### What the exercise asks
Could you repeat every record below exactly as written?

### Saved data entries
————

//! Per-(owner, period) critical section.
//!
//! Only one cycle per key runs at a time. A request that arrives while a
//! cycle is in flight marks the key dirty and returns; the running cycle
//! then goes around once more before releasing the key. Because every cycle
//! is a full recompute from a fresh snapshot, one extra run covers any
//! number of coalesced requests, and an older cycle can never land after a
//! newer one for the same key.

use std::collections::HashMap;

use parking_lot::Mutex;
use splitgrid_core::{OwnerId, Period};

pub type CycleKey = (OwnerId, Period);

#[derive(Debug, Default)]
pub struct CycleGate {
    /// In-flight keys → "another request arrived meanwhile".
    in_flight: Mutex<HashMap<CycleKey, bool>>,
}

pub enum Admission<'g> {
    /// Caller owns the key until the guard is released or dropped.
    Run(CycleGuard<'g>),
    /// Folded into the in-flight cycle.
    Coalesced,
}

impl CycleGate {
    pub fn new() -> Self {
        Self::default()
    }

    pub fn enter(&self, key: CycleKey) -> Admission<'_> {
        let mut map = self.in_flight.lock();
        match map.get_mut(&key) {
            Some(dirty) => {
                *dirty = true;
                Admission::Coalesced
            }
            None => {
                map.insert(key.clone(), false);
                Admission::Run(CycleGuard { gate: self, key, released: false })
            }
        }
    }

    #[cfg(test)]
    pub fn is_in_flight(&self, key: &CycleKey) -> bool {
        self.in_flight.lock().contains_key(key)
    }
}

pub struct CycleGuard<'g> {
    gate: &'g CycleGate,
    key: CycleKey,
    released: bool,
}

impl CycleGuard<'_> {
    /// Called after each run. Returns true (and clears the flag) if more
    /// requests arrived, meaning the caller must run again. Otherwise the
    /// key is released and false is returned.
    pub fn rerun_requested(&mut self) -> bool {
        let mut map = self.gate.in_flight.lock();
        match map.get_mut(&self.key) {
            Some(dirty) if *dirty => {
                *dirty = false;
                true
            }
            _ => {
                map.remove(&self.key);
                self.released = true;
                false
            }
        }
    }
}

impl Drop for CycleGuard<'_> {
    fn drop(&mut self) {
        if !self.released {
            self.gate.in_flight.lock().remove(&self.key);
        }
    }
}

————

### Solution for this task
//! Per-(owner, period) critical section.
//!
//! Only one cycle per key runs at a time. A request that arrives while a
//! cycle is in flight marks the key dirty and returns; the running cycle
//! then goes around once more before releasing the key. Because every cycle
//! is a full recompute from a fresh snapshot, one extra run covers any
//! number of coalesced requests, and an older cycle can never land after a
//! newer one for the same key.

use std::collections::HashMap;

use parking_lot::Mutex;
use splitgrid_core::{OwnerId, Period};

pub type CycleKey = (OwnerId, Period);

#[derive(Debug, Default)]
pub struct CycleGate {
    /// In-flight keys → "another request arrived meanwhile".
    in_flight: Mutex<HashMap<CycleKey, bool>>,
}

pub enum Admission<'g> {
    /// Caller owns the key until the guard is released or dropped.
    Run(CycleGuard<'g>),
    /// Folded into the in-flight cycle.
    Coalesced,
}

impl CycleGate {
    pub fn new() -> Self {
        Self::default()
    }

    pub fn enter(&self, key: CycleKey) -> Admission<'_> {
        let mut map = self.in_flight.lock();
        match map.get_mut(&key) {
            Some(dirty) => {
                *dirty = true;
                Admission::Coalesced
            }
            None => {
                map.insert(key.clone(), false);
                Admission::Run(CycleGuard { gate: self, key, released: false })
            }
        }
    }

    #[cfg(test)]
    pub fn is_in_flight(&self, key: &CycleKey) -> bool {
        self.in_flight.lock().contains_key(key)
    }
}

pub struct CycleGuard<'g> {
    gate: &'g CycleGate,
    key: CycleKey,
    released: bool,
}

impl CycleGuard<'_> {
    /// Called after each run. Returns true (and clears the flag) if more
    /// requests arrived, meaning the caller must run again. Otherwise the
    /// key is released and false is returned.
    pub fn rerun_requested(&mut self) -> bool {
        let mut map = self.gate.in_flight.lock();
        match map.get_mut(&self.key) {
            Some(dirty) if *dirty => {
                *dirty = false;
                true
            }
            _ => {
                map.remove(&self.key);
                self.released = true;
                false
            }
        }
    }
}

impl Drop for CycleGuard<'_> {
    fn drop(&mut self) {
        if !self.released {
            self.gate.in_flight.lock().remove(&self.key);
        }
    }
}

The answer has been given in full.